Saved data entries
*-*-*
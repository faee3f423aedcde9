//! Key-value persistence seam.
//!
//! Everything the engine persists goes through [`KeyValueStore`]. Values are
//! JSON text. Stores never fail loudly: a missing backend reads as empty and
//! swallows writes, which is what a server-rendered pass without a browser
//! needs.

use serde::Serialize;
use serde::de::DeserializeOwned;
use std::cell::RefCell;
use std::collections::BTreeMap;
use std::rc::Rc;

/// Synchronous string-keyed storage.
pub trait KeyValueStore {
    /// Raw stored text for `key`, if any.
    fn read(&self, key: &str) -> Option<String>;

    /// Replace the text stored under `key`.
    fn write(&self, key: &str, value: &str);

    /// Delete `key`; absent keys are ignored.
    fn remove(&self, key: &str);

    /// Deserialize the JSON stored under `key`.
    ///
    /// Returns `None` when the key is absent or the stored text does not
    /// parse as `T`.
    fn get<T>(&self, key: &str) -> Option<T>
    where
        T: DeserializeOwned,
    {
        let raw = self.read(key)?;
        match serde_json::from_str(&raw) {
            Ok(value) => Some(value),
            Err(err) => {
                log::warn!("ignoring unreadable value under {key}: {err}");
                None
            }
        }
    }

    /// Serialize `value` as JSON and store it under `key`.
    fn set<T>(&self, key: &str, value: &T)
    where
        T: Serialize + ?Sized,
    {
        match serde_json::to_string(value) {
            Ok(text) => self.write(key, &text),
            Err(err) => log::warn!("could not serialize value for {key}: {err}"),
        }
    }
}

impl<S> KeyValueStore for &S
where
    S: KeyValueStore + ?Sized,
{
    fn read(&self, key: &str) -> Option<String> {
        (**self).read(key)
    }

    fn write(&self, key: &str, value: &str) {
        (**self).write(key, value);
    }

    fn remove(&self, key: &str) {
        (**self).remove(key);
    }
}

/// In-memory store. Clones share the same entries, like two handles on one
/// browser storage area.
#[derive(Debug, Clone, Default)]
pub struct MemoryStore {
    entries: Rc<RefCell<BTreeMap<String, String>>>,
}

impl MemoryStore {
    #[must_use]
    pub fn new() -> Self {
        Self::default()
    }

    /// Seed a store with raw JSON text, e.g. a record written by an older release.
    #[must_use]
    pub fn with_entry(key: &str, raw: &str) -> Self {
        let store = Self::new();
        store.write(key, raw);
        store
    }

    #[must_use]
    pub fn contains(&self, key: &str) -> bool {
        self.entries.borrow().contains_key(key)
    }

    #[must_use]
    pub fn keys(&self) -> Vec<String> {
        self.entries.borrow().keys().cloned().collect()
    }

    #[must_use]
    pub fn len(&self) -> usize {
        self.entries.borrow().len()
    }

    #[must_use]
    pub fn is_empty(&self) -> bool {
        self.entries.borrow().is_empty()
    }
}

impl KeyValueStore for MemoryStore {
    fn read(&self, key: &str) -> Option<String> {
        self.entries.borrow().get(key).cloned()
    }

    fn write(&self, key: &str, value: &str) {
        self.entries
            .borrow_mut()
            .insert(key.to_string(), value.to_string());
    }

    fn remove(&self, key: &str) {
        self.entries.borrow_mut().remove(key);
    }
}

/// Store for contexts with no storage at all. Reads are empty, writes vanish.
#[derive(Debug, Clone, Copy, Default, PartialEq, Eq)]
pub struct UnavailableStore;

impl KeyValueStore for UnavailableStore {
    fn read(&self, _key: &str) -> Option<String> {
        None
    }

    fn write(&self, _key: &str, _value: &str) {}

    fn remove(&self, _key: &str) {}
}
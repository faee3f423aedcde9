//! Parsing helpers for the text the table types into score and price fields.

use once_cell::sync::Lazy;
use regex::Regex;

static DIGITS: Lazy<Option<Regex>> = Lazy::new(|| Regex::new(r"^\d+$").ok());
static CENTS: Lazy<Option<Regex>> = Lazy::new(|| Regex::new(r"^\d*\.?\d{0,2}$").ok());

fn matches(pattern: &Lazy<Option<Regex>>, text: &str) -> bool {
    pattern.as_ref().is_some_and(|re| re.is_match(text))
}

/// Whether `text` may sit in a score field: empty, or digits only.
#[must_use]
pub fn is_score_entry(text: &str) -> bool {
    text.is_empty() || matches(&DIGITS, text)
}

/// Read the integer at the start of `text`: optional sign, then digits.
/// Trailing junk is ignored (`"12ab"` reads as 12); no digits reads as `None`.
#[must_use]
pub fn parse_leading_int(text: &str) -> Option<i64> {
    let trimmed = text.trim_start();
    let (negative, rest) = match trimmed.as_bytes().first() {
        Some(b'-') => (true, &trimmed[1..]),
        Some(b'+') => (false, &trimmed[1..]),
        _ => (false, trimmed),
    };
    let digits_end = rest
        .find(|c: char| !c.is_ascii_digit())
        .unwrap_or(rest.len());
    if digits_end == 0 {
        return None;
    }
    let magnitude: i64 = rest[..digits_end].parse().ok()?;
    Some(if negative { -magnitude } else { magnitude })
}

/// Score field value as written into a round; unreadable text counts as 0.
#[must_use]
pub fn parse_score(text: &str) -> i64 {
    parse_leading_int(text).unwrap_or(0)
}

/// Strictly positive integer, or `None`.
#[must_use]
pub fn parse_positive(text: &str) -> Option<i64> {
    parse_leading_int(text).filter(|value| *value > 0)
}

/// Drink price text. Whole numbers only unless `fractional`, which allows up
/// to two decimal places. An empty field is a price of zero.
#[must_use]
pub fn parse_price(text: &str, fractional: bool) -> Option<f64> {
    let text = text.trim();
    if text.is_empty() {
        return Some(0.0);
    }
    let valid = if fractional {
        matches(&CENTS, text)
    } else {
        matches(&DIGITS, text)
    };
    if !valid {
        return None;
    }
    // "." passes the pattern but carries no number.
    Some(text.parse::<f64>().unwrap_or(0.0))
}

#[cfg(test)]
mod tests {
    use super::*;

    #[test]
    fn score_entries_accept_digits_only() {
        assert!(is_score_entry(""));
        assert!(is_score_entry("120"));
        assert!(!is_score_entry("-5"));
        assert!(!is_score_entry("1.5"));
        assert!(!is_score_entry("12a"));
    }

    #[test]
    fn leading_int_reads_sign_and_prefix() {
        assert_eq!(parse_leading_int("42"), Some(42));
        assert_eq!(parse_leading_int("  -100"), Some(-100));
        assert_eq!(parse_leading_int("+7"), Some(7));
        assert_eq!(parse_leading_int("12ab"), Some(12));
        assert_eq!(parse_leading_int("3.9"), Some(3));
        assert_eq!(parse_leading_int("abc"), None);
        assert_eq!(parse_leading_int("-"), None);
        assert_eq!(parse_leading_int(""), None);
    }

    #[test]
    fn score_defaults_to_zero() {
        assert_eq!(parse_score("x"), 0);
        assert_eq!(parse_score("15"), 15);
    }

    #[test]
    fn positive_rejects_zero_and_negative() {
        assert_eq!(parse_positive("0"), None);
        assert_eq!(parse_positive("-4"), None);
        assert_eq!(parse_positive("11"), Some(11));
    }

    #[test]
    fn prices_follow_variant_precision() {
        assert_eq!(parse_price("", false), Some(0.0));
        assert_eq!(parse_price("15", false), Some(15.0));
        assert_eq!(parse_price("7.5", false), None);
        assert_eq!(parse_price("7.50", true), Some(7.5));
        assert_eq!(parse_price("7.505", true), None);
        assert_eq!(parse_price(".", true), Some(0.0));
        assert_eq!(parse_price("-1", true), None);
    }
}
*-*-*
Word for word, restate the data above from its first line down to and including the line with "Replace the text".

▶ **Task result**:
repository faee3f423aedcde9
//! Key-value persistence seam.
//!
//! Everything the engine persists goes through [`KeyValueStore`]. Values are
//! JSON text. Stores never fail loudly: a missing backend reads as empty and
//! swallows writes, which is what a server-rendered pass without a browser
//! needs.

use serde::Serialize;
use serde::de::DeserializeOwned;
use std::cell::RefCell;
use std::collections::BTreeMap;
use std::rc::Rc;

/// Synchronous string-keyed storage.
pub trait KeyValueStore {
    /// Raw stored text for `key`, if any.
    fn read(&self, key: &str) -> Option<String>;

    /// Replace the text stored under `key`.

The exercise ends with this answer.